From the entries, return every line where the string "reverts" shows up.

****************************************

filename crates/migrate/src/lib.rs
//! # tidemark: versioned SQL schema migrations for PostgreSQL
//!
//! Applies and reverts timestamped migration files against a database,
//! tracking what has run in a `schema_migrations` table so re-invocation
//! is idempotent. Pending work is computed with a watermark over the
//! greatest applied identity, and each migration runs in a single
//! transaction that couples the schema change with its bookkeeping row.
//!
//! ```no_run
//! use tidemark::{Migrator, MigratorConfig};
//!
//! # async fn run() -> tidemark::MigrateResult<()> {
//! let migrator = Migrator::connect(
//!     "postgres://localhost/app",
//!     MigratorConfig::default(),
//! )
//! .await?;
//! let report = migrator.up().await?;
//! println!("applied {} migrations", report.applied.len());
//! # Ok(())
//! # }
//! ```

pub mod error;
pub mod migrations;

pub use error::{MigrateError, MigrateResult};
pub use migrations::{
    DownReport, MigrationRecord, MigrationStatus, Migrator, MigratorConfig, StateReadPolicy,
    UpReport,
};
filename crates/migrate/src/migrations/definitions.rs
//! Migration Definitions - Core types and structures for migrations
//!
//! Defines the fundamental types used throughout the migration system:
//! MigrationRecord, MigratorConfig, and the per-run reports.

use serde::{Deserialize, Serialize};
use std::fmt;
use std::path::PathBuf;
use std::time::Duration;

/// Identity and ordering unit for one migration
///
/// `id` is a Unix-epoch-seconds timestamp acting as both the unique key
/// and the total order (earlier = smaller). `name` is a human-readable
/// slug, unique in combination with `id` but not necessarily alone.
/// Records are immutable; only their presence in the applied-state
/// table changes over time.
#[derive(Debug, Clone, PartialEq, Eq, Serialize, Deserialize)]
pub struct MigrationRecord {
    /// Unix timestamp uniquely naming the migration and defining its order
    pub id: i64,
    /// Human-readable name for the migration
    pub name: String,
}

impl MigrationRecord {
    pub fn new(id: i64, name: impl Into<String>) -> Self {
        Self {
            id,
            name: name.into(),
        }
    }

    /// Filename of the forward SQL script, by convention
    pub fn up_filename(&self) -> String {
        format!("{}_{}.up.sql", self.id, self.name)
    }

    /// Filename of the reverse SQL script, by convention. The file is
    /// allowed to be absent (an irreversible migration).
    pub fn down_filename(&self) -> String {
        format!("{}_{}.down.sql", self.id, self.name)
    }
}

impl fmt::Display for MigrationRecord {
    fn fmt(&self, f: &mut fmt::Formatter<'_>) -> fmt::Result {
        write!(f, "{}_{}", self.id, self.name)
    }
}

/// What to do when the applied-state table cannot be read
#[derive(Debug, Clone, Copy, PartialEq, Eq, Default)]
pub enum StateReadPolicy {
    /// Log a warning and treat the state as empty. This is the default
    /// so that a missing table does not abort an Up flow before table
    /// creation has had a chance to run.
    #[default]
    DegradeToEmpty,
    /// Propagate the read error. Useful for correctness auditing, where
    /// silently treating a broken table as "nothing applied" would mask
    /// a real problem.
    Fail,
}

/// Configuration for one migrator instance
///
/// Passed explicitly to `Migrator::new`; there is no process-wide
/// configuration state.
#[derive(Debug, Clone)]
pub struct MigratorConfig {
    /// Directory containing `{id}_{name}.up.sql` / `.down.sql` pairs
    pub source_dir: PathBuf,
    /// Name of the applied-state tracking table
    pub table: String,
    /// Maximum number of migrations applied or reverted in one run;
    /// -1 (or any non-positive value) means all
    pub step: i32,
    /// Deadline for each individual migration's transaction
    pub timeout: Duration,
    /// Behavior when the applied-state table cannot be read
    pub on_state_read_error: StateReadPolicy,
}

impl Default for MigratorConfig {
    fn default() -> Self {
        Self {
            source_dir: PathBuf::from("./migrations"),
            table: "schema_migrations".to_string(),
            step: -1,
            timeout: Duration::from_secs(5),
            on_state_read_error: StateReadPolicy::default(),
        }
    }
}

/// Result of an up run
#[derive(Debug)]
pub struct UpReport {
    /// Migrations applied by this run, in application order
    pub applied: Vec<MigrationRecord>,
    /// Number of migrations already recorded before this run
    pub skipped: usize,
    /// Total execution time in milliseconds
    pub execution_time_ms: u128,
}

/// Result of a down run
#[derive(Debug)]
pub struct DownReport {
    /// Migrations reverted by this run, most recent first
    pub reverted: Vec<MigrationRecord>,
    /// Total execution time in milliseconds
    pub execution_time_ms: u128,
}

/// Status of one source migration relative to the applied state
#[derive(Debug, Clone, Copy, PartialEq, Eq)]
pub enum MigrationStatus {
    /// Not recorded in the applied-state table
    Pending,
    /// Recorded in the applied-state table
    Applied,
}

#[cfg(test)]
mod tests {
    use super::*;

    #[test]
    fn filenames_follow_convention() {
        let record = MigrationRecord::new(1700000000, "create_users");
        assert_eq!(record.up_filename(), "1700000000_create_users.up.sql");
        assert_eq!(record.down_filename(), "1700000000_create_users.down.sql");
        assert_eq!(record.to_string(), "1700000000_create_users");
    }

    #[test]
    fn default_config_matches_documented_defaults() {
        let config = MigratorConfig::default();
        assert_eq!(config.step, -1);
        assert_eq!(config.table, "schema_migrations");
        assert_eq!(config.timeout, Duration::from_secs(5));
        assert_eq!(config.on_state_read_error, StateReadPolicy::DegradeToEmpty);
    }
}
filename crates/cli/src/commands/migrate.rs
use std::fs;
use std::path::Path;

use anyhow::Context;
use chrono::Utc;
use tidemark::{MigrationStatus, Migrator, MigratorConfig};

pub async fn up(database_url: &str, config: MigratorConfig) -> anyhow::Result<()> {
    let migrator = Migrator::connect(database_url, config).await?;
    let report = migrator.up().await?;

    if report.applied.is_empty() {
        println!(
            "Nothing to apply ({} migration(s) already recorded)",
            report.skipped
        );
    } else {
        for migration in &report.applied {
            println!("  applied {}", migration);
        }
        println!(
            "Applied {} migration(s) in {} ms",
            report.applied.len(),
            report.execution_time_ms
        );
    }
    Ok(())
}

pub async fn down(database_url: &str, config: MigratorConfig) -> anyhow::Result<()> {
    let migrator = Migrator::connect(database_url, config).await?;
    let report = migrator.down().await?;

    if report.reverted.is_empty() {
        println!("Nothing to revert");
    } else {
        for migration in &report.reverted {
            println!("  reverted {}", migration);
        }
        println!(
            "Reverted {} migration(s) in {} ms",
            report.reverted.len(),
            report.execution_time_ms
        );
    }
    Ok(())
}

pub async fn status(database_url: &str, config: MigratorConfig) -> anyhow::Result<()> {
    let migrator = Migrator::connect(database_url, config).await?;
    let statuses = migrator.status().await?;

    println!("Migration Status:");
    println!("================");

    if statuses.is_empty() {
        println!("No migrations found");
        return Ok(());
    }

    let mut pending = 0_usize;
    for (migration, status) in &statuses {
        match status {
            MigrationStatus::Applied => println!("  ✓ {}", migration),
            MigrationStatus::Pending => {
                pending += 1;
                println!("  ⏳ {}", migration);
            }
        }
    }
    println!("\n{} pending, {} total", pending, statuses.len());
    Ok(())
}

/// Write a `{timestamp}_{name}.up.sql` / `.down.sql` pair with a
/// comment header, creating the source directory if needed.
pub fn create(path: &Path, name: &str) -> anyhow::Result<()> {
    fs::create_dir_all(path)
        .with_context(|| format!("failed to create migrations directory {}", path.display()))?;

    let slug = slugify(name);
    anyhow::ensure!(!slug.is_empty(), "migration name has no usable characters");

    let now = Utc::now();
    let id = now.timestamp();
    let header = format!(
        "-- Migration: {}\n-- Created: {}\n\n",
        slug,
        now.format("%Y-%m-%d %H:%M:%S UTC")
    );

    let up = path.join(format!("{}_{}.up.sql", id, slug));
    let down = path.join(format!("{}_{}.down.sql", id, slug));
    fs::write(&up, &header).with_context(|| format!("failed to write {}", up.display()))?;
    fs::write(&down, &header).with_context(|| format!("failed to write {}", down.display()))?;

    println!("Created migration: {}", up.display());
    println!("Created migration: {}", down.display());
    Ok(())
}

/// Reduce a free-form name to the word-character slug the scanner
/// recognizes.
fn slugify(name: &str) -> String {
    name.trim()
        .chars()
        .map(|c| {
            if c.is_ascii_alphanumeric() {
                c.to_ascii_lowercase()
            } else {
                '_'
            }
        })
        .collect::<String>()
        .trim_matches('_')
        .to_string()
}
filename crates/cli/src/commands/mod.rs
pub mod migrate;
mod commands;

use std::path::PathBuf;
use std::time::Duration;

use anyhow::Context;
use clap::{Parser, Subcommand};
use tidemark::{MigratorConfig, StateReadPolicy};
use tracing_subscriber::EnvFilter;

#[derive(Parser)]
#[command(name = "tidemark", version)]
#[command(about = "Versioned SQL schema migrations for PostgreSQL")]
struct Cli {
    /// Database connection string
    #[arg(long, env = "DATABASE_URL", global = true)]
    database_url: Option<String>,

    /// Directory containing migration files
    #[arg(long, default_value = "./migrations", global = true)]
    path: PathBuf,

    /// Name of the applied-state tracking table
    #[arg(long, default_value = "schema_migrations", global = true)]
    table: String,

    /// Per-migration transaction deadline in seconds
    #[arg(long, default_value_t = 5, global = true)]
    timeout: u64,

    /// Fail instead of treating an unreadable tracking table as empty
    #[arg(long, global = true)]
    strict_state: bool,

    /// Itemize every phase of the run
    #[arg(short, long, global = true)]
    verbose: bool,

    /// Only report errors
    #[arg(short, long, global = true, conflicts_with = "verbose")]
    quiet: bool,

    #[command(subcommand)]
    command: Commands,
}

#[derive(Subcommand)]
enum Commands {
    /// Apply pending migrations
    Up {
        /// Apply at most N migrations (-1 applies all)
        #[arg(long, default_value_t = -1)]
        step: i32,
    },

    /// Revert applied migrations, most recent first
    Down {
        /// Revert at most N migrations (-1 reverts all)
        #[arg(long, default_value_t = -1)]
        step: i32,
    },

    /// Show applied/pending status for every source migration
    Status,

    /// Create a new up/down migration file pair
    New {
        /// Migration name (will be slugified)
        name: String,
    },
}

impl Cli {
    fn database_url(&self) -> anyhow::Result<&str> {
        self.database_url
            .as_deref()
            .context("no database given: set DATABASE_URL or pass --database-url")
    }

    fn migrator_config(&self, step: i32) -> MigratorConfig {
        MigratorConfig {
            source_dir: self.path.clone(),
            table: self.table.clone(),
            step,
            timeout: Duration::from_secs(self.timeout),
            on_state_read_error: if self.strict_state {
                StateReadPolicy::Fail
            } else {
                StateReadPolicy::DegradeToEmpty
            },
        }
    }
}

fn init_tracing(quiet: bool, verbose: bool) {
    let default_level = if quiet {
        "warn"
    } else if verbose {
        "debug"
    } else {
        "info"
    };
    let filter = EnvFilter::try_from_default_env()
        .unwrap_or_else(|_| EnvFilter::new(format!("tidemark={},tidemark_cli={}", default_level, default_level)));
    tracing_subscriber::fmt()
        .with_env_filter(filter)
        .with_target(false)
        .init();
}

#[tokio::main]
async fn main() -> anyhow::Result<()> {
    let cli = Cli::parse();
    init_tracing(cli.quiet, cli.verbose);

    match &cli.command {
        Commands::Up { step } => {
            commands::migrate::up(cli.database_url()?, cli.migrator_config(*step)).await
        }
        Commands::Down { step } => {
            commands::migrate::down(cli.database_url()?, cli.migrator_config(*step)).await
        }
        Commands::Status => {
            commands::migrate::status(cli.database_url()?, cli.migrator_config(-1)).await
        }
        Commands::New { name } => commands::migrate::create(&cli.path, name),
    }
}
//! Execution-mode equivalence and counting invariants.
//!
//! Sequential and shared-source runs over the same deterministic source must
//! produce identical tables. Forked runs must be reproducible and must record
//! every trial.

use probsim::{
    Birthday, DiagnosticTest, Dice, ExecutionMode, MontyHall, RandomSource, ScriptedRng, SimRng,
    SimulationRunner, Trial, run_trials,
};
use proptest::prelude::*;

fn modes() -> [ExecutionMode; 3] {
    [
        ExecutionMode::Sequential,
        ExecutionMode::Forked { workers: 3 },
        ExecutionMode::Shared { workers: 3 },
    ]
}

fn assert_shared_matches_sequential<T>(trial: &T, script: &[u64], num_trials: u64)
where
    T: Trial + Sync,
    T::Tally: PartialEq + std::fmt::Debug,
{
    let sequential = SimulationRunner::new(num_trials).expect("valid");
    let shared = sequential.with_mode(ExecutionMode::Shared { workers: 4 });

    let expected = sequential
        .run(trial, &mut ScriptedRng::new(script.to_vec()))
        .expect("run");
    let actual = shared
        .run(trial, &mut ScriptedRng::new(script.to_vec()))
        .expect("run");

    assert_eq!(expected, actual);
}

// ============================================================================
// Stub Source Equivalence
// ============================================================================

#[test]
fn shared_matches_sequential_for_dice() {
    assert_shared_matches_sequential(&Dice, &[0, 5, 3, 3, 1, 4, 2, 2, 5, 0, 1], 997);
}

#[test]
fn shared_matches_sequential_for_birthday() {
    // Variable draws per trial because of the early exit on collision.
    let trial = Birthday::with_days_in_year(4, 10).expect("valid");
    assert_shared_matches_sequential(&trial, &[1, 2, 1, 3, 4, 5, 6, 7, 8, 9, 0], 1_000);
}

#[test]
fn shared_matches_sequential_for_monty_hall() {
    assert_shared_matches_sequential(&MontyHall, &[0, 0, 1, 2, 2, 1, 0, 2], 1_001);
}

#[test]
fn shared_matches_sequential_for_diagnostic() {
    let test = DiagnosticTest::new(3, 2).expect("valid");
    assert_shared_matches_sequential(&test, &[1, 0, 1, 2, 0, 0, 1], 1_000);
}

#[test]
fn forked_matches_sequential_for_constant_trials() {
    // Every dice trial sees the same two draws, so all three modes agree.
    for mode in modes() {
        let runner = SimulationRunner::new(600).expect("valid").with_mode(mode);
        let table = runner
            .run(&Dice, &mut ScriptedRng::new(vec![2, 3]))
            .expect("run");
        assert_eq!(table.count(&7), 600, "mode {mode:?}");
        assert_eq!(table.len(), 1);
    }
}

#[test]
fn seeded_shared_run_matches_sequential() {
    let sequential = SimulationRunner::new(50_000).expect("valid");
    let shared = sequential.with_mode(ExecutionMode::Shared { workers: 8 });

    let expected = sequential.run(&Dice, &mut SimRng::new(11)).expect("run");
    let actual = shared.run(&Dice, &mut SimRng::new(11)).expect("run");

    assert_eq!(expected, actual);
}

#[test]
fn closure_trials_count_every_call() {
    let mut rng = SimRng::new(0);
    let mut calls = 0_u64;
    let table = run_trials(&mut rng, 1_234, |rng| {
        calls += 1;
        rng.next_uniform(3)
    })
    .expect("run");

    assert_eq!(calls, 1_234);
    assert_eq!(table.total(), 1_234);
    assert!(table.iter().all(|(category, _)| category < 3));
}

// ============================================================================
// Property Tests
// ============================================================================

proptest! {
    #![proptest_config(ProptestConfig::with_cases(64))]

    #[test]
    fn totals_equal_trial_count(
        num_trials in 1u64..2_000,
        seed in any::<u64>(),
        mode_index in 0usize..3,
    ) {
        let mode = modes()[mode_index];
        let runner = SimulationRunner::new(num_trials).expect("valid").with_mode(mode);

        let dice = runner.run(&Dice, &mut SimRng::new(seed)).expect("run");
        prop_assert_eq!(dice.total(), num_trials);

        let birthday = runner
            .run(&Birthday::new(23).expect("valid"), &mut SimRng::new(seed))
            .expect("run");
        prop_assert_eq!(birthday.total(), num_trials);

        let monty = runner.run(&MontyHall, &mut SimRng::new(seed)).expect("run");
        prop_assert_eq!(monty.total(), num_trials);
        prop_assert_eq!(monty.first_hits() + monty.second_hits(), num_trials);

        let diagnostic = runner
            .run(&DiagnosticTest::default(), &mut SimRng::new(seed))
            .expect("run");
        prop_assert_eq!(diagnostic.total(), num_trials);
        prop_assert!(diagnostic.second_hits() >= diagnostic.first_hits());
    }

    #[test]
    fn dice_sums_stay_in_range(script in prop::collection::vec(0u64..6, 2..40)) {
        let mut rng = ScriptedRng::new(script);
        for _ in 0..50 {
            let sum = Dice.roll_sum(&mut rng);
            prop_assert!((2..=12).contains(&sum));
        }
    }

    #[test]
    fn pigeonhole_forces_collision(days in 1u64..50, extra in 1u64..10, seed in any::<u64>()) {
        let trial = Birthday::with_days_in_year(days + extra, days).expect("valid");
        prop_assert!(trial.has_collision(&mut SimRng::new(seed)));
    }
}
//! Two-dice sum trial.

use super::Trial;
use crate::RandomSource;
use crate::tally::FrequencyTable;

/// Faces on a standard die.
pub const DIE_SIDES: u64 = 6;

/// Rolls two fair dice and reports their sum, in `2..=12`.
#[derive(Debug, Clone, Copy, Default, PartialEq, Eq)]
pub struct Dice;

impl Dice {
    pub fn new() -> Self {
        Self
    }

    /// One die, uniform over `1..=6`.
    #[inline]
    pub fn roll_die<R: RandomSource + ?Sized>(rng: &mut R) -> u8 {
        (rng.next_uniform(DIE_SIDES) + 1) as u8
    }

    /// Sum of two independent dice.
    pub fn roll_sum<R: RandomSource + ?Sized>(&self, rng: &mut R) -> u8 {
        let first = Self::roll_die(rng);
        let second = Self::roll_die(rng);
        first + second
    }
}

impl Trial for Dice {
    type Outcome = u8;
    type Tally = FrequencyTable<u8>;

    #[inline]
    fn run<R: RandomSource + ?Sized>(&self, rng: &mut R) -> u8 {
        self.roll_sum(rng)
    }

    fn name(&self) -> &'static str {
        "dice"
    }
}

****************************************

Finished task:
//! Applies and reverts timestamped migration files against a database,
        /// Revert at most N migrations (-1 reverts all)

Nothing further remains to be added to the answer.